Impiegarono tre giorni per raggiungere gli obiettivi dai quali il 22 aprile dopo che si era unito a loro un gruppo di guerriglieri etiopici presero d'assalto le posizioni nemiche in due punti. Intanto il tiro dell'artiglieria sudafricana era diventato precisissimo e grazie al suo prezioso appoggio l'attacco ebbe un effetto cosi demoralizzante sugli italiani da indurre molti di loro ad arrendersi senza combattere. Le difese si sgretolarono quasi immediatamente. I sudafricani, che perdettero soltanto 9 dei loro uomini mentre altri 30 rimasero feriti, fecero 8.000 prigionieri e catturarono armi, mezzi di trasporto e altro materiale in grande quantità. Il resto degli italiani si ritirò. Gli inglesi arrivarono a Dessiè quando la città era già stata evacuata, ma la loro marcia fu nuovamente rallentata dalle estese distruzioni e dalle ostruzioni stradali

La strada che parte da Dessiè verso nord ridiscende nella grande valle incassata e l'attraversa per 192 km prima di risalire ripidissima con una serie di salite a forte pendenza, tagliando una catena di montagne profonda 80 km. A metà percorso si snoda serpeggiando attraverso un passo, l'Alagi, alto 3000 m. Il passo è dominato da nove ripide cime che toccano i 3.600 m e che costituivano una poderosa ridotta naturale munita di rifugi in caverna, con una superficie di oltre 31 km. I picchi a ovest del passo erano Pyramid (3.240 m), Whaleback (3.270 m), Middle Hill (3.450 m), Elephant (3.360 m) e l'Amba Alagi (3.360 m) in posizione elevata e immediatamente vicino al passo sorgeva il forte Toselli.

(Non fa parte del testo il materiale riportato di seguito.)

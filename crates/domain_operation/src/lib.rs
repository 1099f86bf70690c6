//! Credit Operation Domain
//!
//! This crate models multi-participant credit operations: the aggregate of
//! participant proposals under one contract number, the all-or-nothing lock
//! on their shared financing fields, the two-step shared-field edit, and the
//! per-participant contact edit that stays open after the lock engages.
//!
//! # Lock Model
//!
//! Financing terms (product, term, property type, capitals, operation value)
//! exist once per contract but are stored on every participant. They may only
//! change while every participant is still filling out the DPS: one signature
//! anywhere in the operation freezes them for good. [`EditLock`] is the
//! single source of that verdict; the mock port re-checks it the way the
//! upstream does.
//!
//! # Examples
//!
//! ```rust
//! use chrono::NaiveDate;
//! use core_kernel::OperationNumber;
//! use domain_operation::{Operation, OperationEditDraft, MSG_PRODUCT_REQUIRED};
//!
//! let operation = Operation {
//!     contract_number: OperationNumber::new("CT-2026-0001"),
//!     sales_channel_uid: None,
//!     total_participants_expected: None,
//!     participants: Vec::new(),
//! };
//!
//! // A blank draft fails the local rules before any wire call.
//! let today = NaiveDate::from_ymd_opt(2026, 8, 21).unwrap();
//! let result = OperationEditDraft::default()
//!     .validate(&operation, today)
//!     .unwrap_err();
//! assert_eq!(result.error_for("productId"), Some(MSG_PRODUCT_REQUIRED));
//! ```

pub mod contact;
pub mod edit;
pub mod error;
pub mod lock;
pub mod operation;
pub mod ports;
pub mod service;

pub use contact::ContactUpdate;
pub use edit::{
    FieldChange, OperationEditDraft, MAX_AGE_AT_TERM_END, MSG_INVALID_DEADLINE,
    MSG_INVALID_OPERATION_VALUE, MSG_INVALID_PARTICIPANTS, MSG_INVALID_PROPERTY_TYPE,
    MSG_MAX_AGE_EXCEEDED, MSG_PRODUCT_REQUIRED, MSG_SAVE_BUSINESS, MSG_SAVE_SUCCESS,
    MSG_SAVE_TRANSPORT,
};
pub use error::OperationError;
pub use lock::{EditLock, BANNER_NOT_FILLOUT, BANNER_SIGNED, MSG_LOCK_NOT_FILLOUT, MSG_LOCK_SIGNED};
pub use operation::Operation;
pub use ports::{OperationPort, UpdateOperationRequest, OPERATION_TYPE_ID};
pub use service::{OperationEditPage, OperationService, SaveOutcome};
#[cfg(any(test, feature = "mock"))]
pub use ports::mock::MockOperationPort;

La cima a sud ovest del passo era detta Castle Ridge (3.180 m), quella a est Triangle (3.240 m) mentre lungo un crinale che si estendeva a nord est si alzavano le Twin Pyramids (3.390 m) e il Gumsa (3.450 m). A est del Gumsa vi era il passo Falagà, distante 11 km dall'Amba Alagi, attraverso cui passava una pista che si diramava dalla strada che passava pochi chilometri più a nord. Il duca d'Aosta aveva dislocato il suo comando sull'Arnba Alagi, già predisposto per l'ultima resistenza. Le vette circostanti che erano state tutte saldamente fortificate in precedenza con reticolati e postazioni di artiglieria in caverna, erano presidiate da 7.000 uomini con oltre 40 cannoni. Le riserve di viveri erano sufficienti per tre mesi.

Mentre l'avanzata da sud dei sudafricani continuava, la 5ª divisione indiana, incominciò a scendere dall'Eritrea seguita da una folta formazione di abissini guidati dal tenente colonnello Ranking della Defence Force sudanese e raggiunse le pendici dell'Amba Alagi il 29 aprile. Il generale Mayne inviò un gruppo tattico al comando del tenente colonnello Fletcher del reggimento di fanteria leggera Highland sulla pista che attraversava ad est il passo Falagà per distrarre l'attenzione dell'avversario quindi preparò l'attacco da ovest dopo una marcia attraverso un terreno montuoso privo di sentieri. L'avanzata sulle posizioni italiane cominciò il 3 maggio, il gruppo del colonnello Fletcher si diresse verso il passo Falagà ma non poté espugnare le posizioni fortificate antistanti al valico e fu ricacciato come il battaglione che aveva tentato di espugnare la posizione centrale, circa 5 km più a ovest. Il giorno seguente, la 29ª brigata indiana di fanteria conquistò e riuscì a mantenere, grazie all'appoggio dell'artiglieria, le tre cime più occidentali Pyramid, Whaleback e Elephant .

Nelle prime ore del giorno successivo, 5 maggio, con una rapida avanzata dall'Elephant coperta dal tiro delle artiglierie, si assicurò il possesso di Middle Hill, ma non poté avanzare più oltre, perché il 1° reggimento Worcestershire che era all'avanguardia fu bloccato dal fuoco intenso e preciso delle mitragliatrici italiane. Perciò il generale Mayne si affrettò a formare un raggruppamento di brigata dipendente dal comando della 9ª brigata indiana di fanteria e lo mandò di rinforzo al colonnello Fletcher per un nuovo tentativo contro il passo Falagà.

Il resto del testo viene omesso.